How to complete this task » With the string "Some" as the filter, copy each matching line from the records.

(Stored data entries)
————————

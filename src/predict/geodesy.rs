use serde::Serialize;
use strum_macros::Display;
use utoipa::ToSchema;

/// Mean Earth radius used for ground-track distances.
pub const EARTH_RADIUS_KM: f64 = 6371.0;

/// Great-circle distance in kilometres between two points given in degrees,
/// using the haversine formula on a sphere of radius [`EARTH_RADIUS_KM`].
pub fn great_circle_distance_km(lat1: f64, lon1: f64, lat2: f64, lon2: f64) -> f64 {
    let phi1 = lat1.to_radians();
    let phi2 = lat2.to_radians();
    let d_phi = (lat2 - lat1).to_radians();
    let d_lambda = (lon2 - lon1).to_radians();

    let a = (d_phi / 2.0).sin().powi(2) + phi1.cos() * phi2.cos() * (d_lambda / 2.0).sin().powi(2);
    let c = 2.0 * a.sqrt().atan2((1.0 - a).sqrt());
    EARTH_RADIUS_KM * c
}

/// 16-point compass rose, clockwise from north.
#[derive(Debug, Clone, Copy, PartialEq, Eq, Display, Serialize, ToSchema)]
#[strum(serialize_all = "UPPERCASE")]
#[serde(rename_all = "UPPERCASE")]
pub enum CompassPoint {
    N,
    Nne,
    Ne,
    Ene,
    E,
    Ese,
    Se,
    Sse,
    S,
    Ssw,
    Sw,
    Wsw,
    W,
    Wnw,
    Nw,
    Nnw,
}

const COMPASS_ROSE: [CompassPoint; 16] = [
    CompassPoint::N,
    CompassPoint::Nne,
    CompassPoint::Ne,
    CompassPoint::Ene,
    CompassPoint::E,
    CompassPoint::Ese,
    CompassPoint::Se,
    CompassPoint::Sse,
    CompassPoint::S,
    CompassPoint::Ssw,
    CompassPoint::Sw,
    CompassPoint::Wsw,
    CompassPoint::W,
    CompassPoint::Wnw,
    CompassPoint::Nw,
    CompassPoint::Nnw,
];

impl CompassPoint {
    /// Sector containing `azimuth_deg`. Each sector is 22.5° wide and centred
    /// on its direction, so north covers [348.75°, 11.25°).
    pub fn from_azimuth(azimuth_deg: f64) -> Self {
        // Truncating cast; NaN maps to sector 0.
        let sector = ((azimuth_deg + 11.25) / 22.5) as i64;
        COMPASS_ROSE[sector.rem_euclid(16) as usize]
    }
}

pub fn degrees_to_cardinal(azimuth_deg: f64) -> String {
    CompassPoint::from_azimuth(azimuth_deg).to_string()
}

#[cfg(test)]
mod tests {
    use super::*;
    use approx::assert_abs_diff_eq;

    #[test]
    fn distance_is_symmetric() {
        let points = [
            (48.4172, 8.7526),
            (-33.86, 151.21),
            (0.0, 0.0),
            (89.9, -179.9),
            (-45.0, 90.0),
        ];
        for &(lat1, lon1) in &points {
            for &(lat2, lon2) in &points {
                let ab = great_circle_distance_km(lat1, lon1, lat2, lon2);
                let ba = great_circle_distance_km(lat2, lon2, lat1, lon1);
                assert_abs_diff_eq!(ab, ba, epsilon = 1e-9);
            }
        }
    }

    #[test]
    fn distance_to_self_is_zero() {
        for &(lat, lon) in &[(48.4172, 8.7526), (0.0, 0.0), (-90.0, 45.0), (12.5, -170.0)] {
            assert_abs_diff_eq!(great_circle_distance_km(lat, lon, lat, lon), 0.0, epsilon = 1e-9);
        }
    }

    #[test]
    fn antipodal_distance_is_half_circumference() {
        let d = great_circle_distance_km(0.0, 0.0, 0.0, 180.0);
        assert_abs_diff_eq!(d, std::f64::consts::PI * EARTH_RADIUS_KM, epsilon = 1e-6);
    }

    #[test]
    fn one_degree_along_equator() {
        let d = great_circle_distance_km(0.0, 0.0, 0.0, 1.0);
        assert_abs_diff_eq!(d, EARTH_RADIUS_KM * 1f64.to_radians(), epsilon = 1e-9);
    }

    #[test]
    fn cardinal_boundaries() {
        assert_eq!(degrees_to_cardinal(0.0), "N");
        assert_eq!(degrees_to_cardinal(360.0), "N");
        assert_eq!(degrees_to_cardinal(11.0), "N");
        assert_eq!(degrees_to_cardinal(11.25), "NNE");
        assert_eq!(degrees_to_cardinal(12.0), "NNE");
        assert_eq!(degrees_to_cardinal(348.75), "N");
        assert_eq!(degrees_to_cardinal(348.7), "NNW");
    }

    #[test]
    fn cardinal_principal_directions() {
        assert_eq!(CompassPoint::from_azimuth(90.0), CompassPoint::E);
        assert_eq!(CompassPoint::from_azimuth(180.0), CompassPoint::S);
        assert_eq!(CompassPoint::from_azimuth(270.0), CompassPoint::W);
        assert_eq!(CompassPoint::from_azimuth(225.0).to_string(), "SW");
        assert_eq!(CompassPoint::from_azimuth(f64::NAN), CompassPoint::N);
    }

    #[test]
    fn compass_point_serializes_uppercase() {
        let json = serde_json::to_string(&CompassPoint::Wnw).unwrap();
        assert_eq!(json, "\"WNW\"");
    }
}
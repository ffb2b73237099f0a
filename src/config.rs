//! Runtime configuration: CLI flags plus the ring-count environment variable.

use std::net::SocketAddr;
use std::path::PathBuf;
use std::time::Duration;

use clap::Parser;

use crate::error::ConfigError;

/// Rings (capture workers) per interface.
pub const RINGS_ENV: &str = "FLOWTAP_NUM_RINGS";

#[derive(Parser, Debug, Clone)]
#[command(name = "flowtap")]
#[command(about = "Flow-sampling traffic recorder with rotating pcap output")]
pub struct Cli {
    /// Address to serve /metrics on
    #[arg(long = "metrics-address", default_value = "0.0.0.0:8080")]
    pub metrics_address: SocketAddr,

    /// Comma-separated list of interfaces to capture on
    #[arg(long, default_value = "eth0")]
    pub interface: String,

    /// BPF filter installed on every capture handle
    #[arg(long, default_value = "ip or ip6")]
    pub filter: String,

    /// Minimum seconds between flow-table sweeps
    #[arg(long = "timeinterval", default_value_t = 5)]
    pub time_interval_secs: u64,

    /// Seconds of inactivity before a flow expires
    #[arg(long = "flowtimeout", default_value_t = 5)]
    pub flow_timeout_secs: u64,

    /// Stop recording a flow after this many payload bytes
    #[arg(long = "bytecutoff", default_value_t = 8192)]
    pub byte_cutoff: u64,

    /// Stop recording a flow after this many packets
    #[arg(long = "packetcutoff", default_value_t = 100)]
    pub packet_cutoff: u64,

    /// Root of the rotated output tree (<write>/yyyy/mm/dd/ts.pcap)
    #[arg(long = "write", default_value = "out")]
    pub write_root: PathBuf,

    /// Gzip pcaps as they are written
    #[arg(long)]
    pub compress: bool,

    /// Seconds between pcap rotations
    #[arg(long = "rotationinterval", default_value_t = 300)]
    pub rotation_interval_secs: u64,
}

impl Cli {
    pub fn interfaces(&self) -> Vec<String> {
        self.interface.split(',').map(str::to_string).collect()
    }

    pub fn time_interval(&self) -> Duration {
        Duration::from_secs(self.time_interval_secs)
    }

    pub fn flow_timeout(&self) -> Duration {
        Duration::from_secs(self.flow_timeout_secs)
    }

    pub fn rotation_interval(&self) -> Duration {
        Duration::from_secs(self.rotation_interval_secs)
    }

    /// Name of the in-progress capture file, in the working directory.
    /// Uses the raw interface flag, so a multi-interface run shares one
    /// current file.
    pub fn current_file_name(&self) -> PathBuf {
        PathBuf::from(format!("{}_current.pcap.tmp", self.interface))
    }
}

/// Rings per interface from the environment, default 1. A set-but-invalid
/// value is a hard error rather than a silent fallback.
pub fn ring_count() -> Result<usize, ConfigError> {
    parse_ring_count(std::env::var(RINGS_ENV).ok().as_deref())
}

fn parse_ring_count(value: Option<&str>) -> Result<usize, ConfigError> {
    match value {
        Some(value) => value
            .parse::<usize>()
            .ok()
            .filter(|&n| n >= 1)
            .ok_or_else(|| ConfigError::InvalidEnv {
                var: RINGS_ENV,
                value: value.to_string(),
            }),
        None => Ok(1),
    }
}

#[cfg(test)]
mod tests {
    use super::*;

    fn parse(args: &[&str]) -> Cli {
        Cli::parse_from(std::iter::once("flowtap").chain(args.iter().copied()))
    }

    #[test]
    fn defaults_match_documented_values() {
        let cli = parse(&[]);
        assert_eq!(cli.interface, "eth0");
        assert_eq!(cli.filter, "ip or ip6");
        assert_eq!(cli.byte_cutoff, 8192);
        assert_eq!(cli.packet_cutoff, 100);
        assert_eq!(cli.time_interval(), Duration::from_secs(5));
        assert_eq!(cli.flow_timeout(), Duration::from_secs(5));
        assert_eq!(cli.rotation_interval(), Duration::from_secs(300));
        assert_eq!(cli.write_root, PathBuf::from("out"));
        assert!(!cli.compress);
    }

    #[test]
    fn interface_list_splits_on_commas() {
        let cli = parse(&["--interface", "eth0,eth1"]);
        assert_eq!(cli.interfaces(), vec!["eth0", "eth1"]);
    }

    #[test]
    fn current_file_name_uses_raw_interface_flag() {
        let cli = parse(&["--interface", "eth0,eth1"]);
        assert_eq!(
            cli.current_file_name(),
            PathBuf::from("eth0,eth1_current.pcap.tmp")
        );
    }

    #[test]
    fn ring_count_defaults_to_one() {
        assert_eq!(parse_ring_count(None).unwrap(), 1);
    }

    #[test]
    fn ring_count_parses_positive_integers() {
        assert_eq!(parse_ring_count(Some("4")).unwrap(), 4);
    }

    #[test]
    fn ring_count_rejects_garbage_and_zero() {
        assert!(parse_ring_count(Some("zero")).is_err());
        assert!(parse_ring_count(Some("0")).is_err());
        assert!(parse_ring_count(Some("-2")).is_err());
    }

    #[test]
    fn flag_names_match_historical_spelling() {
        let cli = parse(&[
            "--timeinterval",
            "10",
            "--flowtimeout",
            "30",
            "--bytecutoff",
            "4096",
            "--packetcutoff",
            "50",
            "--rotationinterval",
            "60",
            "--write",
            "/tmp/captures",
            "--compress",
        ]);
        assert_eq!(cli.time_interval_secs, 10);
        assert_eq!(cli.flow_timeout_secs, 30);
        assert_eq!(cli.byte_cutoff, 4096);
        assert_eq!(cli.packet_cutoff, 50);
        assert_eq!(cli.rotation_interval_secs, 60);
        assert_eq!(cli.write_root, PathBuf::from("/tmp/captures"));
        assert!(cli.compress);
    }
}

————————

Task answer »
        Some(value) => value
        assert_eq!(parse_ring_count(Some("4")).unwrap(), 4);
        assert!(parse_ring_count(Some("zero")).is_err());
        assert!(parse_ring_count(Some("0")).is_err());
        assert!(parse_ring_count(Some("-2")).is_err());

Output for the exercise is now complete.